Collected data entries:
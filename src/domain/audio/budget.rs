use parking_lot::Mutex;
use std::sync::Arc;
use tokio::sync::{Notify, OwnedSemaphorePermit, Semaphore};

#[derive(Debug, Default)]
struct BudgetState {
    /// Slots handed to foreground work beyond capacity
    debt: usize,
    /// Foreground permits currently alive
    foreground: usize,
}

/// Shared limit on concurrent provider calls.
///
/// Background prefetch waits for a free slot and never starts while any
/// foreground work is active. A foreground request never waits: if every
/// slot is busy it borrows one, and the next slot freed repays the debt
/// instead of going to prefetch.
#[derive(Debug)]
pub struct DispatchBudget {
    semaphore: Arc<Semaphore>,
    state: Mutex<BudgetState>,
    foreground_idle: Notify,
    capacity: usize,
}

impl DispatchBudget {
    pub fn new(capacity: usize) -> Arc<Self> {
        let capacity = capacity.max(1);
        Arc::new(Self {
            semaphore: Arc::new(Semaphore::new(capacity)),
            state: Mutex::new(BudgetState::default()),
            foreground_idle: Notify::new(),
            capacity,
        })
    }

    pub fn capacity(&self) -> usize {
        self.capacity
    }

    /// Slots free for background work right now
    pub fn available(&self) -> usize {
        let state = self.state.lock();
        if state.foreground > 0 {
            return 0;
        }
        self.semaphore.available_permits().saturating_sub(state.debt)
    }

    /// Returns immediately, borrowing a slot when none is free
    pub fn acquire_foreground(self: &Arc<Self>) -> DispatchPermit {
        let mut state = self.state.lock();
        state.foreground += 1;

        let kind = match self.semaphore.clone().try_acquire_owned() {
            Ok(permit) => PermitKind::Held(permit),
            Err(_) => {
                state.debt += 1;
                tracing::debug!(
                    capacity = self.capacity,
                    debt = state.debt,
                    "Foreground borrowed a dispatch slot"
                );
                PermitKind::Borrowed
            }
        };

        DispatchPermit {
            kind,
            foreground: Some(self.clone()),
        }
    }

    /// Waits for a slot with no foreground work in progress. Freed slots
    /// repay foreground borrowing first. `None` if the semaphore was closed.
    pub async fn acquire_background(&self) -> Option<DispatchPermit> {
        loop {
            let idle = self.foreground_idle.notified();
            if self.state.lock().foreground > 0 {
                idle.await;
                continue;
            }

            let permit = self.semaphore.clone().acquire_owned().await.ok()?;

            let mut state = self.state.lock();
            if state.debt > 0 {
                state.debt -= 1;
                permit.forget();
                continue;
            }
            if state.foreground > 0 {
                // Foreground arrived while we waited; let it run first
                continue;
            }

            return Some(DispatchPermit {
                kind: PermitKind::Held(permit),
                foreground: None,
            });
        }
    }

    fn release_foreground(&self, borrowed: bool) {
        let mut state = self.state.lock();
        state.foreground -= 1;

        if borrowed {
            if state.debt > 0 {
                state.debt -= 1;
            } else {
                self.semaphore.add_permits(1);
            }
        }

        if state.foreground == 0 {
            self.foreground_idle.notify_waiters();
        }
    }
}

#[derive(Debug)]
enum PermitKind {
    Held(#[allow(dead_code)] OwnedSemaphorePermit),
    Borrowed,
}

/// Occupies one dispatch slot until dropped
#[derive(Debug)]
pub struct DispatchPermit {
    kind: PermitKind,
    foreground: Option<Arc<DispatchBudget>>,
}

impl DispatchPermit {
    pub fn is_borrowed(&self) -> bool {
        matches!(self.kind, PermitKind::Borrowed)
    }
}

impl Drop for DispatchPermit {
    fn drop(&mut self) {
        if let Some(budget) = self.foreground.take() {
            budget.release_foreground(self.is_borrowed());
        }
    }
}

#### Aim of the exercise
What you give back must match the records word for word.

#### Reply to the task
filename src/domain/audio/budget.rs
use parking_lot::Mutex;
use std::sync::Arc;
use tokio::sync::{Notify, OwnedSemaphorePermit, Semaphore};

#[derive(Debug, Default)]
struct BudgetState {
    /// Slots handed to foreground work beyond capacity
    debt: usize,
    /// Foreground permits currently alive
    foreground: usize,
}

/// Shared limit on concurrent provider calls.
///
/// Background prefetch waits for a free slot and never starts while any
/// foreground work is active. A foreground request never waits: if every
/// slot is busy it borrows one, and the next slot freed repays the debt
/// instead of going to prefetch.
#[derive(Debug)]
pub struct DispatchBudget {
    semaphore: Arc<Semaphore>,
    state: Mutex<BudgetState>,
    foreground_idle: Notify,
    capacity: usize,
}

impl DispatchBudget {
    pub fn new(capacity: usize) -> Arc<Self> {
        let capacity = capacity.max(1);
        Arc::new(Self {
            semaphore: Arc::new(Semaphore::new(capacity)),
            state: Mutex::new(BudgetState::default()),
            foreground_idle: Notify::new(),
            capacity,
        })
    }

    pub fn capacity(&self) -> usize {
        self.capacity
    }

    /// Slots free for background work right now
    pub fn available(&self) -> usize {
        let state = self.state.lock();
        if state.foreground > 0 {
            return 0;
        }
        self.semaphore.available_permits().saturating_sub(state.debt)
    }

    /// Returns immediately, borrowing a slot when none is free
    pub fn acquire_foreground(self: &Arc<Self>) -> DispatchPermit {
        let mut state = self.state.lock();
        state.foreground += 1;

        let kind = match self.semaphore.clone().try_acquire_owned() {
            Ok(permit) => PermitKind::Held(permit),
            Err(_) => {
                state.debt += 1;
                tracing::debug!(
                    capacity = self.capacity,
                    debt = state.debt,
                    "Foreground borrowed a dispatch slot"
                );
                PermitKind::Borrowed
            }
        };

        DispatchPermit {
            kind,
            foreground: Some(self.clone()),
        }
    }

    /// Waits for a slot with no foreground work in progress. Freed slots
    /// repay foreground borrowing first. `None` if the semaphore was closed.
    pub async fn acquire_background(&self) -> Option<DispatchPermit> {
        loop {
            let idle = self.foreground_idle.notified();
            if self.state.lock().foreground > 0 {
                idle.await;
                continue;
            }

            let permit = self.semaphore.clone().acquire_owned().await.ok()?;

            let mut state = self.state.lock();
            if state.debt > 0 {
                state.debt -= 1;
                permit.forget();
                continue;
            }
            if state.foreground > 0 {
                // Foreground arrived while we waited; let it run first
                continue;
            }

            return Some(DispatchPermit {
                kind: PermitKind::Held(permit),
                foreground: None,
            });
        }
    }

    fn release_foreground(&self, borrowed: bool) {
        let mut state = self.state.lock();
        state.foreground -= 1;

        if borrowed {
            if state.debt > 0 {
                state.debt -= 1;
            } else {
                self.semaphore.add_permits(1);
            }
        }

        if state.foreground == 0 {
            self.foreground_idle.notify_waiters();
        }
    }
}

#[derive(Debug)]
enum PermitKind {
    Held(#[allow(dead_code)] OwnedSemaphorePermit),
    Borrowed,
}

/// Occupies one dispatch slot until dropped
#[derive(Debug)]
pub struct DispatchPermit {
    kind: PermitKind,
    foreground: Option<Arc<DispatchBudget>>,
}

impl DispatchPermit {
    pub fn is_borrowed(&self) -> bool {
        matches!(self.kind, PermitKind::Borrowed)
    }
}

impl Drop for DispatchPermit {
    fn drop(&mut self) {
        if let Some(budget) = self.foreground.take() {
            budget.release_foreground(self.is_borrowed());
        }
    }
}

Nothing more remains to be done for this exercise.